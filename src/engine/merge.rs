//! Merge sort as an interruptible step machine.
//!
//! The natural recursion is emulated with an explicit frame stack so the
//! machine can suspend at any comparison or element write, not only at
//! call boundaries: a suspended native call cannot be snapshotted and
//! resumed across arbitrary pause points. Ranges are processed depth-first
//! — sort the left half fully, then the right half, then merge — which
//! reproduces the recursion order of the textbook algorithm.
//!
//! The merge of a fixed `(low, mid, high)` runs as a sub-machine. Each
//! element copy is two micro-steps: a comparison render (merge delay) and
//! a write render (half the merge delay). Phase transitions that exhaust a
//! loop fall through to the next phase within the same logical step, so
//! the machine never suspends idly between phases.

use crate::engine::continuation::MicroStep;
use crate::engine::Delays;
use crate::render::{HighlightSpec, Role};

/// Where a frame is in its sort-left / sort-right / merge sequence.
#[derive(Debug, Clone, Copy, PartialEq, Eq)]
pub enum FrameStage {
    SortLeft,
    SortRight,
    MergeHalves,
}

/// One emulated recursive call over the inclusive range `[low, high]`.
#[derive(Debug, Clone, Copy, PartialEq, Eq)]
pub struct MergeFrame {
    pub low: usize,
    pub high: usize,
    pub stage: FrameStage,
}

impl MergeFrame {
    fn new(low: usize, high: usize) -> Self {
        MergeFrame {
            low,
            high,
            stage: FrameStage::SortLeft,
        }
    }
}

/// Phase of the active merge sub-machine.
#[derive(Debug, Clone, Copy, PartialEq, Eq)]
pub enum MergePhase {
    /// Render both subrange highlights and copy the range into `aux`.
    Init,
    /// Render the `aux[i]` vs `aux[j]` comparison.
    Compare,
    /// Write the winner of the last comparison into the main sequence.
    Write,
    /// Right run exhausted: render the next surviving left element.
    LeftRemain,
    /// Write the left element rendered by `LeftRemain`.
    LeftWrite,
    /// Left run exhausted: render the next surviving right element.
    RightRemain,
    /// Write the right element rendered by `RightRemain`.
    RightWrite,
    /// Render the fully merged range and retire the sub-machine.
    Complete,
}

/// Merge sub-machine for a fixed `(low, mid, high)` range.
///
/// `aux` snapshots `sequence[low..=high]` at `Init`; `i` and `j` walk the
/// left (`[low, mid]`) and right (`[mid+1, high]`) runs inside `aux`, `k`
/// is the write cursor in the main sequence. All three are absolute
/// indices; `aux` is indexed relative to `low`.
#[derive(Debug, Clone, PartialEq, Eq)]
pub struct MergeOp {
    pub low: usize,
    pub mid: usize,
    pub high: usize,
    pub aux: Vec<u32>,
    pub i: usize,
    pub j: usize,
    pub k: usize,
    pub phase: MergePhase,
}

impl MergeOp {
    fn new(low: usize, mid: usize, high: usize) -> Self {
        MergeOp {
            low,
            mid,
            high,
            aux: Vec::new(),
            i: low,
            j: mid + 1,
            k: low,
            phase: MergePhase::Init,
        }
    }

    fn left(&self, index: usize) -> u32 {
        self.aux[index - self.low]
    }

    fn runs(&self) -> HighlightSpec {
        HighlightSpec::new()
            .span(Role::LeftRun, self.low, self.mid)
            .span(Role::RightRun, self.mid + 1, self.high)
    }

    /// Advance the merge one micro-step. A step returned with the phase
    /// already at [`MergePhase::Complete`] is the closing merged-range
    /// render; the caller retires the sub-machine on seeing it.
    fn advance(&mut self, sequence: &mut [u32], delays: &Delays) -> MicroStep {
        loop {
            match self.phase {
                MergePhase::Init => {
                    self.aux = sequence[self.low..=self.high].to_vec();
                    self.phase = MergePhase::Compare;
                    return MicroStep {
                        highlight: self.runs(),
                        wait: delays.step,
                    };
                }
                MergePhase::Compare => {
                    if self.i > self.mid {
                        self.phase = MergePhase::RightRemain;
                    } else if self.j > self.high {
                        self.phase = MergePhase::LeftRemain;
                    } else {
                        self.phase = MergePhase::Write;
                        return MicroStep {
                            highlight: self
                                .runs()
                                .mark(Role::Comparing, self.i)
                                .mark(Role::Comparing, self.j)
                                .mark(Role::Writing, self.k),
                            wait: delays.merge,
                        };
                    }
                }
                MergePhase::Write => {
                    // Ties take the left run, preserving stability.
                    if self.left(self.i) <= self.left(self.j) {
                        sequence[self.k] = self.left(self.i);
                        self.i += 1;
                    } else {
                        sequence[self.k] = self.left(self.j);
                        self.j += 1;
                    }
                    let written = self.k;
                    self.k += 1;
                    self.phase = MergePhase::Compare;
                    return MicroStep {
                        highlight: self.runs().mark(Role::Writing, written),
                        wait: delays.merge / 2,
                    };
                }
                MergePhase::LeftRemain => {
                    if self.i > self.mid {
                        self.phase = MergePhase::Complete;
                    } else {
                        self.phase = MergePhase::LeftWrite;
                        return MicroStep {
                            highlight: self
                                .runs()
                                .mark(Role::Comparing, self.i)
                                .mark(Role::Writing, self.k),
                            wait: delays.merge,
                        };
                    }
                }
                MergePhase::LeftWrite => {
                    sequence[self.k] = self.left(self.i);
                    let written = self.k;
                    self.i += 1;
                    self.k += 1;
                    self.phase = MergePhase::LeftRemain;
                    return MicroStep {
                        highlight: self.runs().mark(Role::Writing, written),
                        wait: delays.merge / 2,
                    };
                }
                MergePhase::RightRemain => {
                    if self.j > self.high {
                        self.phase = MergePhase::Complete;
                    } else {
                        self.phase = MergePhase::RightWrite;
                        return MicroStep {
                            highlight: self
                                .runs()
                                .mark(Role::Comparing, self.j)
                                .mark(Role::Writing, self.k),
                            wait: delays.merge,
                        };
                    }
                }
                MergePhase::RightWrite => {
                    sequence[self.k] = self.left(self.j);
                    let written = self.k;
                    self.j += 1;
                    self.k += 1;
                    self.phase = MergePhase::RightRemain;
                    return MicroStep {
                        highlight: self.runs().mark(Role::Writing, written),
                        wait: delays.merge / 2,
                    };
                }
                MergePhase::Complete => {
                    return MicroStep {
                        highlight: HighlightSpec::new().span(Role::Merged, self.low, self.high),
                        wait: delays.step,
                    };
                }
            }
        }
    }
}

/// Continuation state: the emulated call stack plus the active merge.
#[derive(Debug, Clone, PartialEq, Eq)]
pub struct MergeState {
    pub frames: Vec<MergeFrame>,
    pub merge: Option<MergeOp>,
}

impl MergeState {
    pub fn new(n: usize) -> Self {
        MergeState {
            frames: vec![MergeFrame::new(0, n - 1)],
            merge: None,
        }
    }

    pub fn is_complete(&self) -> bool {
        self.merge.is_none() && self.frames.is_empty()
    }

    /// Advance exactly one micro-step. Must not be called once complete.
    pub fn advance(&mut self, sequence: &mut [u32], delays: &Delays) -> MicroStep {
        loop {
            if let Some(op) = self.merge.as_mut() {
                let step = op.advance(sequence, delays);
                // The closing merged-range render retires the sub-machine
                // and pops the parent frame in the same logical step.
                if op.phase == MergePhase::Complete {
                    self.merge = None;
                    self.frames.pop();
                }
                return step;
            }

            let Some(frame) = self.frames.last_mut() else {
                // Callers check is_complete first; render nothing if not.
                return MicroStep {
                    highlight: HighlightSpec::new(),
                    wait: delays.step,
                };
            };

            if frame.low >= frame.high {
                self.frames.pop();
                continue;
            }

            let (low, high) = (frame.low, frame.high);
            let mid = low + (high - low) / 2;
            match frame.stage {
                FrameStage::SortLeft => {
                    frame.stage = FrameStage::SortRight;
                    self.frames.push(MergeFrame::new(low, mid));
                }
                FrameStage::SortRight => {
                    frame.stage = FrameStage::MergeHalves;
                    self.frames.push(MergeFrame::new(mid + 1, high));
                }
                FrameStage::MergeHalves => {
                    self.merge = Some(MergeOp::new(low, mid, high));
                }
            }
        }
    }

    /// Short state readout for the UI sidebar.
    pub fn describe(&self) -> String {
        match &self.merge {
            Some(op) => format!(
                "merging [{}, {}] | [{}, {}], depth {}",
                op.low,
                op.mid,
                op.mid + 1,
                op.high,
                self.frames.len()
            ),
            None => format!("splitting, depth {}", self.frames.len()),
        }
    }

    pub fn estimated_size(&self) -> usize {
        let frames = self.frames.len() * std::mem::size_of::<MergeFrame>();
        let aux = self
            .merge
            .as_ref()
            .map(|op| op.aux.len() * std::mem::size_of::<u32>())
            .unwrap_or(0);
        frames + aux + std::mem::size_of::<Self>()
    }
}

-=-=-=-=-

◆ **What you should do**: The answer is the line holding "self.frames.push(MergeFrame::new(mid + 1, high));" and all the lines after it through the end of the records, repeated exactly.

◆ **Exercise output**:
                    self.frames.push(MergeFrame::new(mid + 1, high));
                }
                FrameStage::MergeHalves => {
                    self.merge = Some(MergeOp::new(low, mid, high));
                }
            }
        }
    }

    /// Short state readout for the UI sidebar.
    pub fn describe(&self) -> String {
        match &self.merge {
            Some(op) => format!(
                "merging [{}, {}] | [{}, {}], depth {}",
                op.low,
                op.mid,
                op.mid + 1,
                op.high,
                self.frames.len()
            ),
            None => format!("splitting, depth {}", self.frames.len()),
        }
    }

    pub fn estimated_size(&self) -> usize {
        let frames = self.frames.len() * std::mem::size_of::<MergeFrame>();
        let aux = self
            .merge
            .as_ref()
            .map(|op| op.aux.len() * std::mem::size_of::<u32>())
            .unwrap_or(0);
        frames + aux + std::mem::size_of::<Self>()
    }
}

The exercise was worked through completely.